▶ EXERCISE DIRECTIONS
Restate word for word the lines in the listing below, starting at the line containing "use crate::authorization_service::AuthorizationService;" and ending at the line containing "fn hash_password(&self, password: &str)", both included; leave out the rest.

▶ INFORMATION GIVEN
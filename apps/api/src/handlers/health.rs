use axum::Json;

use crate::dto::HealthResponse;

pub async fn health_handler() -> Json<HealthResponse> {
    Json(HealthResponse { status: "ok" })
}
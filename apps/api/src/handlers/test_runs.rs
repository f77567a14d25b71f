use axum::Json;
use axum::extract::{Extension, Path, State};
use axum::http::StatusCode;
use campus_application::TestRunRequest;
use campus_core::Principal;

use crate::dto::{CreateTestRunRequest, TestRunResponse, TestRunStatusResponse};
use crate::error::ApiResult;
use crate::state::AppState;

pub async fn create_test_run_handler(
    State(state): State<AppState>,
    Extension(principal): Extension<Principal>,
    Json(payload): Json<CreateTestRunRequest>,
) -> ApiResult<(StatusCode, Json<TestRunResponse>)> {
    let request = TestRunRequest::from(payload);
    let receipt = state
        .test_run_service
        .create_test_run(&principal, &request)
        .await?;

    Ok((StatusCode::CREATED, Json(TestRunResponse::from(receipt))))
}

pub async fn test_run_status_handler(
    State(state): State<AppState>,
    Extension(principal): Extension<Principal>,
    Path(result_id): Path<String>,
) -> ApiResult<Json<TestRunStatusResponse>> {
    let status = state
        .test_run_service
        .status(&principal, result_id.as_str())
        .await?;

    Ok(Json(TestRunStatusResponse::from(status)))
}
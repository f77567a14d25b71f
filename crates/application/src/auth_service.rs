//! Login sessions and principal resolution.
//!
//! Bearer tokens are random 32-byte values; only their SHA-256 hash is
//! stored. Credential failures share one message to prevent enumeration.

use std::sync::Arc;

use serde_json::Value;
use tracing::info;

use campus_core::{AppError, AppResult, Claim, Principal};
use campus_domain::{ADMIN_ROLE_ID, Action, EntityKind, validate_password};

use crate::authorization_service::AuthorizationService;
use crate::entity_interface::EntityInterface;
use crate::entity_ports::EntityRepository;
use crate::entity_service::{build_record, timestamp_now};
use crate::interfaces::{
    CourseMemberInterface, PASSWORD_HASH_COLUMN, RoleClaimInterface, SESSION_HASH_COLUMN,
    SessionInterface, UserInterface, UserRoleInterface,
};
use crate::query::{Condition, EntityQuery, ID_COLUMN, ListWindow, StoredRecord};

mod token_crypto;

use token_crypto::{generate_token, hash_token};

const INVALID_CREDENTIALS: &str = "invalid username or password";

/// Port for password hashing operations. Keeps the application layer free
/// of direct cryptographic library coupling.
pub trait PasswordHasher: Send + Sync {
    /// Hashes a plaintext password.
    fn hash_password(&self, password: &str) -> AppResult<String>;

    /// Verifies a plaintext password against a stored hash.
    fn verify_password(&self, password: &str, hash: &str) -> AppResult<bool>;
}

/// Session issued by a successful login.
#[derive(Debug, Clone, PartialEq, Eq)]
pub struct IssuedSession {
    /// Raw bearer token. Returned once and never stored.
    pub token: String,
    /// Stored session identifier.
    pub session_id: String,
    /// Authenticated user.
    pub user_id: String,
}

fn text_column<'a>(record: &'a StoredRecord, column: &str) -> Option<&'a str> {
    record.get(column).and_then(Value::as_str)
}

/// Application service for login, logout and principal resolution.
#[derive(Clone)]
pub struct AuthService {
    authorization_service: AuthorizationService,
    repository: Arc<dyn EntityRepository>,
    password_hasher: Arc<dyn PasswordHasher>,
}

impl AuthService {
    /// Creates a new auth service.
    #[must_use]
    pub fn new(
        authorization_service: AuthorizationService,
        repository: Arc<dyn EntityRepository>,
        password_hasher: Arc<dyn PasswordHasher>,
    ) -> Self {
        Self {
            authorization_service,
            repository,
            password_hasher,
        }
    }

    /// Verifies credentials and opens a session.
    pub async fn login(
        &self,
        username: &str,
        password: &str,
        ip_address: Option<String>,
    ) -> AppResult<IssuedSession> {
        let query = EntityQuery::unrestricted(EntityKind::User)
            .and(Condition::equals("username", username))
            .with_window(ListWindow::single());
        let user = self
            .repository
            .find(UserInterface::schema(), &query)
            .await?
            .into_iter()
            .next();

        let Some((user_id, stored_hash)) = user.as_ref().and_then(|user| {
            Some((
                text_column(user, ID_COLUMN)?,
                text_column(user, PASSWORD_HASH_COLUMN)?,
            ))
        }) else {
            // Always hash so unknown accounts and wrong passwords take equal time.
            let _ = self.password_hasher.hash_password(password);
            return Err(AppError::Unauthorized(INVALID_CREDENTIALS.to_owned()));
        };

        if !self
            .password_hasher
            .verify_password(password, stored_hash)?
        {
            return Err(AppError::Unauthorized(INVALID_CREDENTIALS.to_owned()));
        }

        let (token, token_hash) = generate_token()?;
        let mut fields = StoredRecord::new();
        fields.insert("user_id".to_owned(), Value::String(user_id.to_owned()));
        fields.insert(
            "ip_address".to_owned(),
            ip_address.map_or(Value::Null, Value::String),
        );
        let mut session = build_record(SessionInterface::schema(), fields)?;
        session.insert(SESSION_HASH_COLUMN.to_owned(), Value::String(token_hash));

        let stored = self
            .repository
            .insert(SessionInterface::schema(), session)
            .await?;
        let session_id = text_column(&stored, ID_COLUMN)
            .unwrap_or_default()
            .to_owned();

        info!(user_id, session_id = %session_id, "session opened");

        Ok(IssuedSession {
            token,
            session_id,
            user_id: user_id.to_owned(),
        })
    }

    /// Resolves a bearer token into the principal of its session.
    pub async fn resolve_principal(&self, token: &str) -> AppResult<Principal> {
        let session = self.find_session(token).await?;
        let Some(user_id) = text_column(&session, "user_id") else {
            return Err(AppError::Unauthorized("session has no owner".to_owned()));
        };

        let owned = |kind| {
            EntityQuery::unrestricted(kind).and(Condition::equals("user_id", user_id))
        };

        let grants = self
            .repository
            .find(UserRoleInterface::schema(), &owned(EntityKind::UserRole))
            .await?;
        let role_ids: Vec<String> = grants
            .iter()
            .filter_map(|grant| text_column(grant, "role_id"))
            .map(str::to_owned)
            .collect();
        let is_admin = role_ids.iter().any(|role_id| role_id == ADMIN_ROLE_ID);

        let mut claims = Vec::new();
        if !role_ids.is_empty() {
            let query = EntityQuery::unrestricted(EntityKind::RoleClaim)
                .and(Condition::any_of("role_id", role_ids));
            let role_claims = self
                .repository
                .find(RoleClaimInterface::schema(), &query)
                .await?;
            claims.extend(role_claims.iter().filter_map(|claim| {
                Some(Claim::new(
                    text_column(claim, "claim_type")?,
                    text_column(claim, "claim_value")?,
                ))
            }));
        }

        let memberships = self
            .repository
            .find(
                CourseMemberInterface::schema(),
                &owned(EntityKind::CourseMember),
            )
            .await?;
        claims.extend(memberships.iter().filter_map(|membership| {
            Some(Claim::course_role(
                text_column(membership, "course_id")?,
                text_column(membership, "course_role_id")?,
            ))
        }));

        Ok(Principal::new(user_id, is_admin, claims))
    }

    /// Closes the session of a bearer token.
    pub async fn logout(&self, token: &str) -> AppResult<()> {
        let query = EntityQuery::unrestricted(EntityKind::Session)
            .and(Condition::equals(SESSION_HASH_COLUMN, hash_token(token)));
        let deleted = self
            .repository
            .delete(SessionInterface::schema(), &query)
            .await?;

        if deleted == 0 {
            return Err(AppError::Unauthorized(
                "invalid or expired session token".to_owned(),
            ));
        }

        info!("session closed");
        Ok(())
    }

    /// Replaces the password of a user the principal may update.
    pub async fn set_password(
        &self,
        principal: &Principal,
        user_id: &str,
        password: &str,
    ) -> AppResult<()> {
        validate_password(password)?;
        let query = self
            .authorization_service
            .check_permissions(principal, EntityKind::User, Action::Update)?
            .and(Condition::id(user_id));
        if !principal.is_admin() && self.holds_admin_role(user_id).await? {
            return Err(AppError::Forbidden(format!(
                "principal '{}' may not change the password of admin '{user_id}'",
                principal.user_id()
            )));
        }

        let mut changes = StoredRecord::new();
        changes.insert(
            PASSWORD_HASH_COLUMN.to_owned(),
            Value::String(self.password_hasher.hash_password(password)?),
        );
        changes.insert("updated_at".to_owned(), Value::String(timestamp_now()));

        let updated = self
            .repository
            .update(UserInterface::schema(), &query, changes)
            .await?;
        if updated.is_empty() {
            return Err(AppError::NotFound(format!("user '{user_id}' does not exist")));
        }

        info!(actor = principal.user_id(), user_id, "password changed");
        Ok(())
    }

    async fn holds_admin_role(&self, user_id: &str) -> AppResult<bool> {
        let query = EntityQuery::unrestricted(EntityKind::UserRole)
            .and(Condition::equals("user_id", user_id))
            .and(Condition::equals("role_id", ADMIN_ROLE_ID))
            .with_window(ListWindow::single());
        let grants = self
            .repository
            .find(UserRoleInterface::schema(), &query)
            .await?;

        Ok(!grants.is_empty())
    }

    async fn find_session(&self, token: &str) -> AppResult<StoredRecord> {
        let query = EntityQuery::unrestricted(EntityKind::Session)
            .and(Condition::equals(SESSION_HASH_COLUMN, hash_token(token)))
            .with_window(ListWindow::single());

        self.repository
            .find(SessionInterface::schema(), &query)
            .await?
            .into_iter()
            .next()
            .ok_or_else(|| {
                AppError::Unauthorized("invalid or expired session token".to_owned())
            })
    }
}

▶ ANSWER BOX
use crate::authorization_service::AuthorizationService;
use crate::entity_interface::EntityInterface;
use crate::entity_ports::EntityRepository;
use crate::entity_service::{build_record, timestamp_now};
use crate::interfaces::{
    CourseMemberInterface, PASSWORD_HASH_COLUMN, RoleClaimInterface, SESSION_HASH_COLUMN,
    SessionInterface, UserInterface, UserRoleInterface,
};
use crate::query::{Condition, EntityQuery, ID_COLUMN, ListWindow, StoredRecord};

mod token_crypto;

use token_crypto::{generate_token, hash_token};

const INVALID_CREDENTIALS: &str = "invalid username or password";

/// Port for password hashing operations. Keeps the application layer free
/// of direct cryptographic library coupling.
pub trait PasswordHasher: Send + Sync {
    /// Hashes a plaintext password.
    fn hash_password(&self, password: &str) -> AppResult<String>;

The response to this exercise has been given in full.